International Journal on Advanced Science, Engineering and Information Technology

This study aims to determine the effect of annealing on the glucomannan, protein, and water content of porang (Amorphophallus Muelleri Blume) flour. The material was a porang tuber from a farmer in Lubuk Pakam Regency in the second plant period. The method was completely randomized with temperature treatments of 30 °C, 40 °C, and 50 °C, and time; 3 hours, 4 hours, and 5 hours—parameters observation consisting of water content, protein, glucomannan, and yield.
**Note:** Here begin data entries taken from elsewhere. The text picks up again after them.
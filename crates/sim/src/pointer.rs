//! Pointer and touch capture.

use glam::{Vec2, Vec3};

use crate::grid::SurfaceSize;
use crate::splat::Injection;
use crate::scheduler::PointerId;

/// Per-device pointer state.
#[derive(Clone, Debug, PartialEq)]
pub struct Pointer {
    pub id: PointerId,
    /// Normalized position, y up
    pub texcoord: Vec2,
    pub prev_texcoord: Vec2,
    /// Aspect-corrected normalized delta of the last move
    pub delta: Vec2,
    pub down: bool,
    pub moved: bool,
    pub color: Vec3,
    /// Pixels travelled since the color last changed
    pub travel_px: f32,
}

impl Pointer {
    fn new(id: PointerId) -> Self {
        Self {
            id,
            texcoord: Vec2::ZERO,
            prev_texcoord: Vec2::ZERO,
            delta: Vec2::ZERO,
            down: false,
            moved: false,
            color: Vec3::ZERO,
            travel_px: 0.0,
        }
    }
}

/// Convert a surface pixel position (y down) into a normalized texcoord (y up).
pub fn texcoord(position: Vec2, surface: SurfaceSize) -> Vec2 {
    let size = surface.as_vec2();
    Vec2::new(position.x / size.x, 1.0 - position.y / size.y)
}

/// Scale a normalized delta so equal pixel motion gives equal force on
/// both axes: x shrinks on portrait surfaces, y shrinks on landscape ones.
pub fn correct_delta(delta: Vec2, aspect: f32) -> Vec2 {
    let mut d = delta;
    if aspect < 1.0 {
        d.x *= aspect;
    }
    if aspect > 1.0 {
        d.y /= aspect;
    }
    d
}

/// Every live pointer. Slot 0 is always the mouse; touches are appended on
/// contact and removed on release.
#[derive(Clone, Debug)]
pub struct PointerSet {
    pointers: Vec<Pointer>,
}

impl Default for PointerSet {
    fn default() -> Self {
        Self::new()
    }
}

impl PointerSet {
    pub fn new() -> Self {
        Self {
            pointers: vec![Pointer::new(PointerId::Mouse)],
        }
    }

    pub fn len(&self) -> usize {
        self.pointers.len()
    }

    pub fn is_empty(&self) -> bool {
        self.pointers.is_empty()
    }

    pub fn get(&self, id: PointerId) -> Option<&Pointer> {
        self.pointers.iter().find(|p| p.id == id)
    }

    pub fn mouse(&self) -> &Pointer {
        &self.pointers[0]
    }

    fn slot_mut(&mut self, id: PointerId) -> Option<&mut Pointer> {
        self.pointers.iter_mut().find(|p| p.id == id)
    }

    /// Contact start. Creates the touch slot if needed.
    pub fn down(&mut self, id: PointerId, position: Vec2, surface: SurfaceSize, color: Vec3) {
        if self.slot_mut(id).is_none() {
            self.pointers.push(Pointer::new(id));
        }
        let Some(pointer) = self.slot_mut(id) else {
            return;
        };
        let tc = texcoord(position, surface);
        pointer.down = true;
        pointer.moved = false;
        pointer.texcoord = tc;
        pointer.prev_texcoord = tc;
        pointer.delta = Vec2::ZERO;
        pointer.color = color;
        pointer.travel_px = 0.0;
    }

    /// Pointer motion. The mouse is tracked while hovering; touches only
    /// while in contact.
    ///
    /// `new_color` is called when the travelled distance reaches
    /// `color_change_distance` pixels (every move when that is zero).
    pub fn move_to(
        &mut self,
        id: PointerId,
        position: Vec2,
        surface: SurfaceSize,
        color_change_distance: f32,
        mut new_color: impl FnMut() -> Vec3,
    ) {
        let Some(pointer) = self.slot_mut(id) else {
            return;
        };
        if id != PointerId::Mouse && !pointer.down {
            return;
        }

        let tc = texcoord(position, surface);
        pointer.prev_texcoord = pointer.texcoord;
        pointer.texcoord = tc;
        let raw = pointer.texcoord - pointer.prev_texcoord;
        pointer.delta = correct_delta(raw, surface.aspect());
        pointer.moved = pointer.delta != Vec2::ZERO;

        if pointer.moved {
            pointer.travel_px += (raw * surface.as_vec2()).length();
            if color_change_distance <= 0.0 || pointer.travel_px >= color_change_distance {
                pointer.color = new_color();
                pointer.travel_px = 0.0;
            }
        }
    }

    /// Contact end. The mouse slot persists; touch slots are removed.
    pub fn up(&mut self, id: PointerId) {
        match id {
            PointerId::Mouse => self.pointers[0].down = false,
            PointerId::Touch(_) => self.pointers.retain(|p| p.id != id),
        }
    }

    /// Take every moved pointer's pending injection, clearing `moved`.
    pub fn drain_moved(&mut self) -> Vec<Injection> {
        self.pointers
            .iter_mut()
            .filter(|p| p.moved)
            .map(|p| {
                p.moved = false;
                Injection {
                    point: p.texcoord,
                    delta: p.delta,
                    color: p.color,
                }
            })
            .collect()
    }
}
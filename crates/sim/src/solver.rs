//! CPU reference implementation of the stable-fluids stepper.
//!
//! Mirrors the GPU compute passes one to one: every pass reads whole source
//! fields and writes one destination field, rows in parallel with rayon.
//! Used headless (tests, no adapter) and as the ground truth the GPU passes
//! are checked against.

use glam::{Vec2, Vec3, Vec4};

use crate::backend::{FluidBackend, StepParams};
use crate::bloom::BloomChain;
use crate::display::{composite, DisplayParams};
use crate::grid::{DoubleBuffer, Field, GridSizes};
use crate::obstacle::ObstacleStamp;
use crate::splat::{apply_splat, velocity_value, Splat};

/// CPU fluid state for one surface.
#[derive(Debug)]
pub struct CpuFluid {
    sizes: GridSizes,
    velocity: DoubleBuffer<Field>,
    dye: DoubleBuffer<Field>,
    pressure: DoubleBuffer<Field>,
    divergence: Field,
    curl: Field,
    bloom: BloomChain,
    /// Last composited frame at dye resolution
    frame: Field,
    steps: u64,
}

impl CpuFluid {
    pub fn new(sizes: &GridSizes) -> Self {
        let double = |desc| DoubleBuffer::new(Field::new(desc), Field::new(desc));
        Self {
            velocity: double(sizes.velocity_desc()),
            dye: double(sizes.dye_desc()),
            pressure: double(sizes.scalar_desc()),
            divergence: Field::new(sizes.scalar_desc()),
            curl: Field::new(sizes.scalar_desc()),
            bloom: BloomChain::new(sizes),
            frame: Field::new(sizes.dye_desc()),
            sizes: sizes.clone(),
            steps: 0,
        }
    }

    pub fn sizes(&self) -> &GridSizes {
        &self.sizes
    }

    pub fn velocity(&self) -> &Field {
        self.velocity.read()
    }

    pub fn dye(&self) -> &Field {
        self.dye.read()
    }

    pub fn pressure(&self) -> &Field {
        self.pressure.read()
    }

    pub fn divergence(&self) -> &Field {
        &self.divergence
    }

    pub fn curl(&self) -> &Field {
        &self.curl
    }

    pub fn frame(&self) -> &Field {
        &self.frame
    }

    pub fn steps(&self) -> u64 {
        self.steps
    }

    /// Mutable access to the current velocity state, for seeding tests and
    /// diagnostics.
    pub fn velocity_mut(&mut self) -> &mut Field {
        self.velocity.read_mut()
    }

    pub fn dye_mut(&mut self) -> &mut Field {
        self.dye.read_mut()
    }

    // ========================================================================
    // PASSES
    // ========================================================================

    /// `0.5 * (R.y - L.y - T.x + B.x)`
    pub fn compute_curl(&mut self) {
        let velocity = self.velocity.read();
        self.curl.par_update(|x, y, _, out| {
            let (x, y) = (x as i32, y as i32);
            let l = velocity.fetch(x - 1, y).y;
            let r = velocity.fetch(x + 1, y).y;
            let t = velocity.fetch(x, y + 1).x;
            let b = velocity.fetch(x, y - 1).x;
            *out = Vec4::new(0.5 * (r - l - t + b), 0.0, 0.0, 0.0);
        });
    }

    pub fn apply_vorticity(&mut self, curl_strength: f32, dt: f32) {
        let curl = &self.curl;
        let (src, dst) = self.velocity.split_mut();
        dst.par_update(|x, y, _, out| {
            let (x, y) = (x as i32, y as i32);
            let l = curl.fetch(x - 1, y).x;
            let r = curl.fetch(x + 1, y).x;
            let t = curl.fetch(x, y + 1).x;
            let b = curl.fetch(x, y - 1).x;
            let c = curl.fetch(x, y).x;

            let mut force = 0.5 * Vec2::new(t.abs() - b.abs(), r.abs() - l.abs());
            force /= force.length() + 1e-4;
            force *= curl_strength * c;
            force.y = -force.y;

            let vel = src.fetch(x, y).truncate().truncate() + force * dt;
            *out = vel.extend(0.0).extend(0.0);
        });
        self.velocity.swap();
    }

    /// Velocity divergence with mirrored walls at the domain edge.
    pub fn compute_divergence(&mut self) {
        let velocity = self.velocity.read();
        let w = velocity.width() as i32;
        let h = velocity.height() as i32;
        self.divergence.par_update(|x, y, _, out| {
            let (x, y) = (x as i32, y as i32);
            let c = velocity.fetch(x, y);
            let l = if x == 0 { -c.x } else { velocity.fetch(x - 1, y).x };
            let r = if x == w - 1 { -c.x } else { velocity.fetch(x + 1, y).x };
            let t = if y == h - 1 { -c.y } else { velocity.fetch(x, y + 1).y };
            let b = if y == 0 { -c.y } else { velocity.fetch(x, y - 1).y };
            *out = Vec4::new(0.5 * (r - l + t - b), 0.0, 0.0, 0.0);
        });
    }

    /// Warm start then Jacobi iterations on the pressure Poisson equation.
    pub fn solve_pressure(&mut self, damping: f32, iterations: u32) {
        {
            let (src, dst) = self.pressure.split_mut();
            dst.par_update(|x, y, _, out| {
                *out = src.fetch(x as i32, y as i32) * damping;
            });
        }
        self.pressure.swap();

        let divergence = &self.divergence;
        for _ in 0..iterations {
            let (src, dst) = self.pressure.split_mut();
            dst.par_update(|x, y, _, out| {
                let (x, y) = (x as i32, y as i32);
                let l = src.fetch(x - 1, y).x;
                let r = src.fetch(x + 1, y).x;
                let t = src.fetch(x, y + 1).x;
                let b = src.fetch(x, y - 1).x;
                let div = divergence.fetch(x, y).x;
                *out = Vec4::new((l + r + b + t - div) * 0.25, 0.0, 0.0, 0.0);
            });
            self.pressure.swap();
        }
    }

    /// `velocity -= (R - L, T - B)` over the pressure field.
    pub fn subtract_gradient(&mut self) {
        let pressure = self.pressure.read();
        let (src, dst) = self.velocity.split_mut();
        dst.par_update(|x, y, _, out| {
            let (x, y) = (x as i32, y as i32);
            let l = pressure.fetch(x - 1, y).x;
            let r = pressure.fetch(x + 1, y).x;
            let t = pressure.fetch(x, y + 1).x;
            let b = pressure.fetch(x, y - 1).x;
            let vel = src.fetch(x, y).truncate().truncate() - Vec2::new(r - l, t - b);
            *out = vel.extend(0.0).extend(0.0);
        });
        self.velocity.swap();
    }

    pub fn advect_velocity(&mut self, dt: f32, dissipation: f32) {
        let (src, dst) = self.velocity.split_mut();
        advect(src, src, dst, dt, dissipation);
        self.velocity.swap();
    }

    pub fn advect_dye(&mut self, dt: f32, dissipation: f32) {
        let velocity = self.velocity.read();
        let (src, dst) = self.dye.split_mut();
        advect(velocity, src, dst, dt, dissipation);
        self.dye.swap();
    }
}

/// Semi-Lagrangian backtrace of `source` through `velocity`.
///
/// The backtrace step is measured in velocity texels regardless of the
/// destination resolution, so dye and velocity grids may differ in size.
fn advect(velocity: &Field, source: &Field, dst: &mut Field, dt: f32, dissipation: f32) {
    let texel = velocity.texel_size();
    let decay = 1.0 + dissipation * dt;
    dst.par_update(|_, _, uv, out| {
        let coord = uv - dt * velocity.sample(uv).truncate().truncate() * texel;
        *out = source.sample(coord) / decay;
    });
}

impl FluidBackend for CpuFluid {
    fn resize(&mut self, sizes: &GridSizes) {
        *self = CpuFluid::new(sizes);
    }

    fn splat(&mut self, splat: &Splat, aspect: f32) {
        let (src, dst) = self.velocity.split_mut();
        dst.data_mut().copy_from_slice(src.data());
        apply_splat(dst, splat.point, velocity_value(splat), splat.radius, aspect);
        self.velocity.swap();

        let (src, dst) = self.dye.split_mut();
        dst.data_mut().copy_from_slice(src.data());
        apply_splat(dst, splat.point, splat.color, splat.radius, aspect);
        self.dye.swap();
    }

    fn step(&mut self, params: &StepParams) {
        self.compute_curl();
        self.apply_vorticity(params.curl, params.dt);
        self.compute_divergence();
        self.solve_pressure(params.pressure_damping, params.pressure_iterations);
        self.subtract_gradient();
        self.advect_velocity(params.dt, params.velocity_dissipation);
        self.advect_dye(params.dt, params.density_dissipation);
        self.steps += 1;
    }

    fn apply_obstacle(&mut self, stamp: &ObstacleStamp, dt: f32) {
        let (src, dst) = self.velocity.split_mut();
        dst.par_update(|x, y, uv, out| {
            let vel = src.fetch(x as i32, y as i32).truncate().truncate();
            let vel = stamp.effect_at(uv).apply_to_velocity(vel, dt);
            *out = vel.extend(0.0).extend(0.0);
        });
        self.velocity.swap();

        let (src, dst) = self.dye.split_mut();
        dst.par_update(|x, y, uv, out| {
            *out = stamp.effect_at(uv).apply_to_dye(src.fetch(x as i32, y as i32), dt);
        });
        self.dye.swap();
    }

    fn render(&mut self, display: &DisplayParams) {
        let bloomed = match display.bloom {
            Some(settings) => self
                .bloom
                .apply(self.dye.read(), &settings.curve, settings.intensity),
            None => false,
        };
        let display = if bloomed {
            *display
        } else {
            DisplayParams {
                bloom: None,
                ..*display
            }
        };

        let dye = self.dye.read();
        let bloom = self.bloom.output();
        self.frame.par_update(|x, y, uv, out| {
            let c = dye.fetch(x as i32, y as i32).truncate();
            let b = if display.bloom.is_some() {
                bloom.sample(uv).truncate()
            } else {
                Vec3::ZERO
            };
            *out = composite(c, b, &display);
        });
    }
}

#[cfg(test)]
mod tests {
    use super::*;
    use crate::config::SimConfig;
    use crate::grid::SurfaceSize;
    use rand::rngs::StdRng;
    use rand::{Rng, SeedableRng};

    fn small_fluid() -> CpuFluid {
        let config = SimConfig {
            sim_resolution: 16,
            dye_resolution: 32,
            bloom_resolution: 16,
            ..SimConfig::default()
        };
        CpuFluid::new(&GridSizes::for_surface(&config, SurfaceSize::new(100, 100)))
    }

    fn total_divergence(fluid: &mut CpuFluid) -> f32 {
        fluid.compute_divergence();
        fluid.divergence().data().iter().map(|d| d.x.abs()).sum()
    }

    #[test]
    fn test_zero_field_stays_zero() {
        let mut fluid = small_fluid();
        let params = StepParams::from_config(&SimConfig::default(), 1.0 / 60.0, 0.98);
        fluid.step(&params);
        assert_eq!(fluid.velocity().max_abs(), 0.0);
        assert_eq!(fluid.dye().max_abs(), 0.0);
        assert_eq!(fluid.divergence().max_abs(), 0.0);
        assert_eq!(fluid.steps(), 1);
    }

    #[test]
    fn test_projection_reduces_divergence() {
        let mut fluid = small_fluid();
        let mut rng = StdRng::seed_from_u64(7);
        for v in fluid.velocity_mut().data_mut() {
            *v = Vec4::new(rng.gen_range(-1.0..1.0), rng.gen_range(-1.0..1.0), 0.0, 0.0);
        }

        let before = total_divergence(&mut fluid);
        fluid.solve_pressure(0.0, 40);
        fluid.subtract_gradient();
        let after = total_divergence(&mut fluid);
        assert!(after < before, "divergence {} -> {}", before, after);
    }

    #[test]
    fn test_gradient_subtracts_full_neighbour_difference() {
        let mut fluid = small_fluid();
        let pressure = fluid.pressure.read_mut();
        let width = pressure.width();
        for (i, p) in pressure.data_mut().iter_mut().enumerate() {
            *p = Vec4::new((i % width) as f32, 0.0, 0.0, 0.0);
        }

        fluid.subtract_gradient();
        let velocity = fluid.velocity();
        // Ramp of 1 per texel: interior sees R - L = 2, the clamped edge 1
        assert_eq!(velocity.fetch(4, 3), Vec4::new(-2.0, 0.0, 0.0, 0.0));
        assert_eq!(velocity.fetch(0, 3), Vec4::new(-1.0, 0.0, 0.0, 0.0));
    }

    #[test]
    fn test_splat_touches_velocity_and_dye() {
        let mut fluid = small_fluid();
        let splat = Splat {
            point: Vec2::splat(0.5),
            force: Vec2::new(100.0, 0.0),
            color: Vec3::new(1.0, 0.5, 0.0),
            radius: 0.01,
        };
        fluid.splat(&splat, 1.0);
        assert!(fluid.velocity().sample(Vec2::splat(0.5)).x > 50.0);
        assert!(fluid.dye().sample(Vec2::splat(0.5)).x > 0.5);
        assert_eq!(fluid.dye().sample(Vec2::splat(0.5)).z, 0.0);
    }

    #[test]
    fn test_dissipation_decays_dye() {
        let mut fluid = small_fluid();
        let splat = Splat {
            point: Vec2::splat(0.5),
            force: Vec2::ZERO,
            color: Vec3::ONE,
            radius: 0.05,
        };
        fluid.splat(&splat, 1.0);
        let before = fluid.dye().max_abs();
        let params = StepParams {
            density_dissipation: 1.0,
            ..StepParams::from_config(&SimConfig::default(), 0.1, 0.2)
        };
        fluid.step(&params);
        let after = fluid.dye().max_abs();
        assert!((after - before / 1.1).abs() < 1e-3);
    }

    #[test]
    fn test_blocked_obstacle_clears_region() {
        use crate::config::ObstacleMode;

        let mut fluid = small_fluid();
        let splat = Splat {
            point: Vec2::splat(0.5),
            force: Vec2::new(10.0, 10.0),
            color: Vec3::ONE,
            radius: 0.5,
        };
        fluid.splat(&splat, 1.0);

        let stamp = ObstacleStamp {
            mode: ObstacleMode::HardCorner,
            min: Vec2::splat(0.25),
            max: Vec2::splat(0.75),
            surface_px: Vec2::splat(100.0),
            strength: 0.0,
            radius: 0.0,
            time_s: 0.0,
        };
        fluid.apply_obstacle(&stamp, 1.0 / 60.0);
        assert_eq!(fluid.dye().sample(Vec2::splat(0.5)), Vec4::ZERO);
        assert_eq!(fluid.velocity().sample(Vec2::splat(0.5)), Vec4::ZERO);
        assert!(fluid.dye().sample(Vec2::splat(0.05)).x > 0.0);
    }

    #[test]
    fn test_render_composites_frame() {
        let mut fluid = small_fluid();
        let splat = Splat {
            point: Vec2::splat(0.5),
            force: Vec2::ZERO,
            color: Vec3::new(0.4, 0.0, 0.0),
            radius: 0.05,
        };
        fluid.splat(&splat, 1.0);
        fluid.render(&DisplayParams::from_config(&SimConfig::default()));
        let centre = fluid.frame().sample(Vec2::splat(0.5));
        assert!(centre.x > 0.3);
        assert!((centre.w - centre.x).abs() < 1e-5);
    }
}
Annealing time significantly affects water content, glucomannan, and yield. It is related to the longer the time; the more water-soluble compounds were lost. It increases the amount of glucomannan and decreases the yield. The temperature significantly affects water content, protein level, glucomannan content, and yield. At the temperature reaches 40 degrees Celsius, the number of glucomannan increases, which is associated with the beginning of the gelatinization process. At the onset of gelatinization, the starch granule structure weakens, allowing it to be readily crushed and liberated from glucomannan. This study indicated that glucomannan content decreased significantly as the temperature increased to 50 °C. It is hypothesized that the gelatinization temperature of porang starch is low; therefore, gelatinization is complete at around 50 °C. However, it needs further research. The protein level decreases by increasing temperature due to protein denaturation. The annealing process at 40 °C for 5 hours gives the high glucomannan content. Glucomannan has a strong relationship with yield. The annealing process promised to be used in glucomannan production from porang tuber.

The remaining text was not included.